──────── Entries provided ────────

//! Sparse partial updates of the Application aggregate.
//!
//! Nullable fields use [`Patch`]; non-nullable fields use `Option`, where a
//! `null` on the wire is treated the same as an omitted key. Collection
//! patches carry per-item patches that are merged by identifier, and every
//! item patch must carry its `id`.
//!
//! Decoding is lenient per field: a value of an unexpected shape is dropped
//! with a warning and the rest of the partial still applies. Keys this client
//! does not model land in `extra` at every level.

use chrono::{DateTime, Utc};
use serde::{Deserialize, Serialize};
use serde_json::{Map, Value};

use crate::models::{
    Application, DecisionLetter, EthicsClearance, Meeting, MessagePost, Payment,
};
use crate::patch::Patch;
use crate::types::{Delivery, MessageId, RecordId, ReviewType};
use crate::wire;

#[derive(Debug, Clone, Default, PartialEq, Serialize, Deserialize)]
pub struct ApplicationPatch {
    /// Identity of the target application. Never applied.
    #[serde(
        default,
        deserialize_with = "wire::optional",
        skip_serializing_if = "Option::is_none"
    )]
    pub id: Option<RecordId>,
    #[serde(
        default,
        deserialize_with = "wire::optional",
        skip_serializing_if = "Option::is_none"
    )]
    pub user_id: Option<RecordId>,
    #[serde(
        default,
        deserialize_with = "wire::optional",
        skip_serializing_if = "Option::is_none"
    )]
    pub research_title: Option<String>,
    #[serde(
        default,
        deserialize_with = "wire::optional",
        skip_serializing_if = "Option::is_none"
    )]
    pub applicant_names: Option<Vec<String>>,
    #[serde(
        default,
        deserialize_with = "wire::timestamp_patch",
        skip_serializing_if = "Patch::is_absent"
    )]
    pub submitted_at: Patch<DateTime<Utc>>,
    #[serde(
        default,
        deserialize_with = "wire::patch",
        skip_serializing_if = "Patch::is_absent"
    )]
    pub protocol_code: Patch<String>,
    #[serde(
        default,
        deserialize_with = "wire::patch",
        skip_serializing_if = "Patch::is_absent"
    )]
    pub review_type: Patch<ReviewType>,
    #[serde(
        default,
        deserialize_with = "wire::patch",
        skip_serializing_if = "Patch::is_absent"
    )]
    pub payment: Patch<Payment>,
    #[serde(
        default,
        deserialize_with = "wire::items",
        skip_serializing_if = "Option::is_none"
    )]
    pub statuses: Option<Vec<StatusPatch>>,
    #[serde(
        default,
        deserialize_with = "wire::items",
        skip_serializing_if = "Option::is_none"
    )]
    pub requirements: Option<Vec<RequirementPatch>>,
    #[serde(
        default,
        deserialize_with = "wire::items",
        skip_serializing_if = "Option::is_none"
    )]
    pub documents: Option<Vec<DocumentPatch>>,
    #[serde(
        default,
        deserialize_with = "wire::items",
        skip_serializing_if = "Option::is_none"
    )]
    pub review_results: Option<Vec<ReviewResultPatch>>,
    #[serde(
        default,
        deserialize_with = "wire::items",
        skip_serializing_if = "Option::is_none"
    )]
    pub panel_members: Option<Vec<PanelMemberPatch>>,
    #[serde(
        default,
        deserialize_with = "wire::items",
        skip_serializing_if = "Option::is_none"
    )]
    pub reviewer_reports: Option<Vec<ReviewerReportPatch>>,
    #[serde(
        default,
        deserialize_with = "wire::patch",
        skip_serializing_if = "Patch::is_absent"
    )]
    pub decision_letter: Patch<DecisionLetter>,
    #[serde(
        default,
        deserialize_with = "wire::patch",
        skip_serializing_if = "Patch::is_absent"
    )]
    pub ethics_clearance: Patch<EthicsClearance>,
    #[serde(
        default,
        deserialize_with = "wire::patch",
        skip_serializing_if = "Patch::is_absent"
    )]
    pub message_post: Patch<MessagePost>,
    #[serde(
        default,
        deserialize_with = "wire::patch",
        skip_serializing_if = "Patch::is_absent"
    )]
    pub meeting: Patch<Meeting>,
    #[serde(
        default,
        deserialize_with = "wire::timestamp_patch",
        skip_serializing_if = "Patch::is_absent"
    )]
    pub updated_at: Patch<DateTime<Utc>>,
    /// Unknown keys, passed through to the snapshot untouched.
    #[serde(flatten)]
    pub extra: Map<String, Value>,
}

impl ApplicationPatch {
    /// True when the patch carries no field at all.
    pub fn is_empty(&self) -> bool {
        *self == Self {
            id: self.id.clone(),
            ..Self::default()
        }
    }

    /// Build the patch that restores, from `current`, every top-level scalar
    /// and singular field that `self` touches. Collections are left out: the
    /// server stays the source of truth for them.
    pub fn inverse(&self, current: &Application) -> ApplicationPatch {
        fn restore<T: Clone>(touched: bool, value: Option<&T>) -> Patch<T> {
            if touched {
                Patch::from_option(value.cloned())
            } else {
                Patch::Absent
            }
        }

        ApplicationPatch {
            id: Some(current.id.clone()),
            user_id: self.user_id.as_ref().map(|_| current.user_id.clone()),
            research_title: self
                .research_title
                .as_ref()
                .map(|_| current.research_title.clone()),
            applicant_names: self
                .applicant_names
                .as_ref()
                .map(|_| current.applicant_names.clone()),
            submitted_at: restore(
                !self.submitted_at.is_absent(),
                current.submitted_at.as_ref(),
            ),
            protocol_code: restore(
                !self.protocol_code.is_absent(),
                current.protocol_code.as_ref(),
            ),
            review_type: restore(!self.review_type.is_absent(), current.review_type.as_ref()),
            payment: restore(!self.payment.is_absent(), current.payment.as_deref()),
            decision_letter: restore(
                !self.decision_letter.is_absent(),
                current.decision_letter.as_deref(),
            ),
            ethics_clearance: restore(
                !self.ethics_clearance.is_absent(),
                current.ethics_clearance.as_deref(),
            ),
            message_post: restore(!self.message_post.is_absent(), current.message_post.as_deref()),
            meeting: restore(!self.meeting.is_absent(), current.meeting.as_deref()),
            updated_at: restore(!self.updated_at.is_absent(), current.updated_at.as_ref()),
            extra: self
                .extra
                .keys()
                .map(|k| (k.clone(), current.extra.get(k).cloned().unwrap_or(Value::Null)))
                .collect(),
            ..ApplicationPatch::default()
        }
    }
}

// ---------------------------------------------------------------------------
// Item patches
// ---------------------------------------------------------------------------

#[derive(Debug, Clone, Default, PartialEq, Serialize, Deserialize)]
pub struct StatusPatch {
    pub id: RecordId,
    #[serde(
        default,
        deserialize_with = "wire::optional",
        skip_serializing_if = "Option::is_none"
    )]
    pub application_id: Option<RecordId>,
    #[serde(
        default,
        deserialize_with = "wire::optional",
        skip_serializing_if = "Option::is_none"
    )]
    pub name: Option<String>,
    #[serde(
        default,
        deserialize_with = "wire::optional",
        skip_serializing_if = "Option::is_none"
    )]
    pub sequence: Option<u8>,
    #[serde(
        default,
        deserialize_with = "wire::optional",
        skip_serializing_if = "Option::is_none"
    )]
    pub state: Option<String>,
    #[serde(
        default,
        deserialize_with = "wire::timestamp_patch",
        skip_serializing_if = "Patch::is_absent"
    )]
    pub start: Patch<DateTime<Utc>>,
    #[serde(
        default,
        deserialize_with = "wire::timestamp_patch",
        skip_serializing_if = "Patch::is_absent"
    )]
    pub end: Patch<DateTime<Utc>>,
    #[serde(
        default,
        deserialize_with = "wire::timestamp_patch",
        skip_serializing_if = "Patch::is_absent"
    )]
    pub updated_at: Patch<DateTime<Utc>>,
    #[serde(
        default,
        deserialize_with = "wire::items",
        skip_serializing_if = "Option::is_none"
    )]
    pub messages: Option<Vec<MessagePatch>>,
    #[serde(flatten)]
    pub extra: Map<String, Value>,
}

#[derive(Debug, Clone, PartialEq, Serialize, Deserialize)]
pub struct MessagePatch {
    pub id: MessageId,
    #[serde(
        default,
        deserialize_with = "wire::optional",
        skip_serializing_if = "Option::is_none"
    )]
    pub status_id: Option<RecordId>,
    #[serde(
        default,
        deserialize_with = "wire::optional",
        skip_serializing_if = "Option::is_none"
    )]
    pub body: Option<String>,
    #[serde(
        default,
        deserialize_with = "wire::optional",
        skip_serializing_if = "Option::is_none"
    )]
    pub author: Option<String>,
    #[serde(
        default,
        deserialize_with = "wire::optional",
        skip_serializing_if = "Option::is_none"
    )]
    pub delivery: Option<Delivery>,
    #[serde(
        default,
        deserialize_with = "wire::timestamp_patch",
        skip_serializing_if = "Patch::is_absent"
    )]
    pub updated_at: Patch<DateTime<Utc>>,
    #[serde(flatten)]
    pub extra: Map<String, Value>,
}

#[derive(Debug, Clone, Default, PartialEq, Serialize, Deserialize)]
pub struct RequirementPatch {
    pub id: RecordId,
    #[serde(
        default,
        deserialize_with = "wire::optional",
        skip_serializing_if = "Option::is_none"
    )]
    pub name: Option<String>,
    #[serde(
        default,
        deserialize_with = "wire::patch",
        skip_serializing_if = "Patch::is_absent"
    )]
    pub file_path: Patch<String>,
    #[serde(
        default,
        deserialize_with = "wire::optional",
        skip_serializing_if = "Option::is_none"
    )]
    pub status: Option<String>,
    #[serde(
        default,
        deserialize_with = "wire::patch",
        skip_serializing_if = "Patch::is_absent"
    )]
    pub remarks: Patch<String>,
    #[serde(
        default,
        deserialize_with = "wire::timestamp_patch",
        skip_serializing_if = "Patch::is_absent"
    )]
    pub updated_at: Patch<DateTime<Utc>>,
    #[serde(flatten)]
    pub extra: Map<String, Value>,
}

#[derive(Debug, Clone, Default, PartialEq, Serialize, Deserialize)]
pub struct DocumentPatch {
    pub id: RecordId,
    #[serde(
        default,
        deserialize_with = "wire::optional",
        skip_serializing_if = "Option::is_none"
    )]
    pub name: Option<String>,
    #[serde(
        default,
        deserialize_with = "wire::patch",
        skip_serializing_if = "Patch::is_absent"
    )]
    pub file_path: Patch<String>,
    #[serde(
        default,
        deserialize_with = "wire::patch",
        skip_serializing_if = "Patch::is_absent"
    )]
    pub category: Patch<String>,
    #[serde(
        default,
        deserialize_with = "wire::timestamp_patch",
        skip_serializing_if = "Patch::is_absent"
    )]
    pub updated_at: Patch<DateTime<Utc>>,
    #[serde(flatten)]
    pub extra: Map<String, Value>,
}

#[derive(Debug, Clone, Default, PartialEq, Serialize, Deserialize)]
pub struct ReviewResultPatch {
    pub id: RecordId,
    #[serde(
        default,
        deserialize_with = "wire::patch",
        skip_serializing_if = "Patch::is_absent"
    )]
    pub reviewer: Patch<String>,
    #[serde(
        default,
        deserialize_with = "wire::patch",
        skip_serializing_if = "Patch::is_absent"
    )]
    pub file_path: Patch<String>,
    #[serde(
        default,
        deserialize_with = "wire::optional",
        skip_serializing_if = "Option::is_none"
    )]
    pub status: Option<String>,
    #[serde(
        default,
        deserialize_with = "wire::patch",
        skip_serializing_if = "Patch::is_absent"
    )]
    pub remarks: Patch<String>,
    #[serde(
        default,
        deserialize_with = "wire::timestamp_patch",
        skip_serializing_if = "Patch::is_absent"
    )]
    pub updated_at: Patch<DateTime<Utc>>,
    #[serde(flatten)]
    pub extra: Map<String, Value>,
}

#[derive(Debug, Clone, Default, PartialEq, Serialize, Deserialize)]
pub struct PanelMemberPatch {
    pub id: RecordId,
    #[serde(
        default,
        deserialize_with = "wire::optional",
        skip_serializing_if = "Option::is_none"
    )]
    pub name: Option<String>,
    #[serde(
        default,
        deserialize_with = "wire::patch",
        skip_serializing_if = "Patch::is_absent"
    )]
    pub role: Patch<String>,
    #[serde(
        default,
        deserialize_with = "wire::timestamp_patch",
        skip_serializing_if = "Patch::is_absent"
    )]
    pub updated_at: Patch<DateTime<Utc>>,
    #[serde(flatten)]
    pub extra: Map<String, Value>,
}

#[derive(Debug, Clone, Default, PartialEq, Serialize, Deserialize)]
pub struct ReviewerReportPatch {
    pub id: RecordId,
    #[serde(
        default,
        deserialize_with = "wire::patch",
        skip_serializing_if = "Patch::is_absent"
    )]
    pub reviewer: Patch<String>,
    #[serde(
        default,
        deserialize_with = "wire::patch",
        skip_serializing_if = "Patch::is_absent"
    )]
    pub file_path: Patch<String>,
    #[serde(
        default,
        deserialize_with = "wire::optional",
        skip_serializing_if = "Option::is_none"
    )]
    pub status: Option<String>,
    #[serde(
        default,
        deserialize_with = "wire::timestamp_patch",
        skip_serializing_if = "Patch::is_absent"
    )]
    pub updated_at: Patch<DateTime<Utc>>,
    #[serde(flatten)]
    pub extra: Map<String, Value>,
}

────────

**Prompt:**
For the listing above, identify each line bearing "EthicsClearance".

**Task answer:**
    Application, DecisionLetter, EthicsClearance, Meeting, MessagePost, Payment,
    pub ethics_clearance: Patch<EthicsClearance>,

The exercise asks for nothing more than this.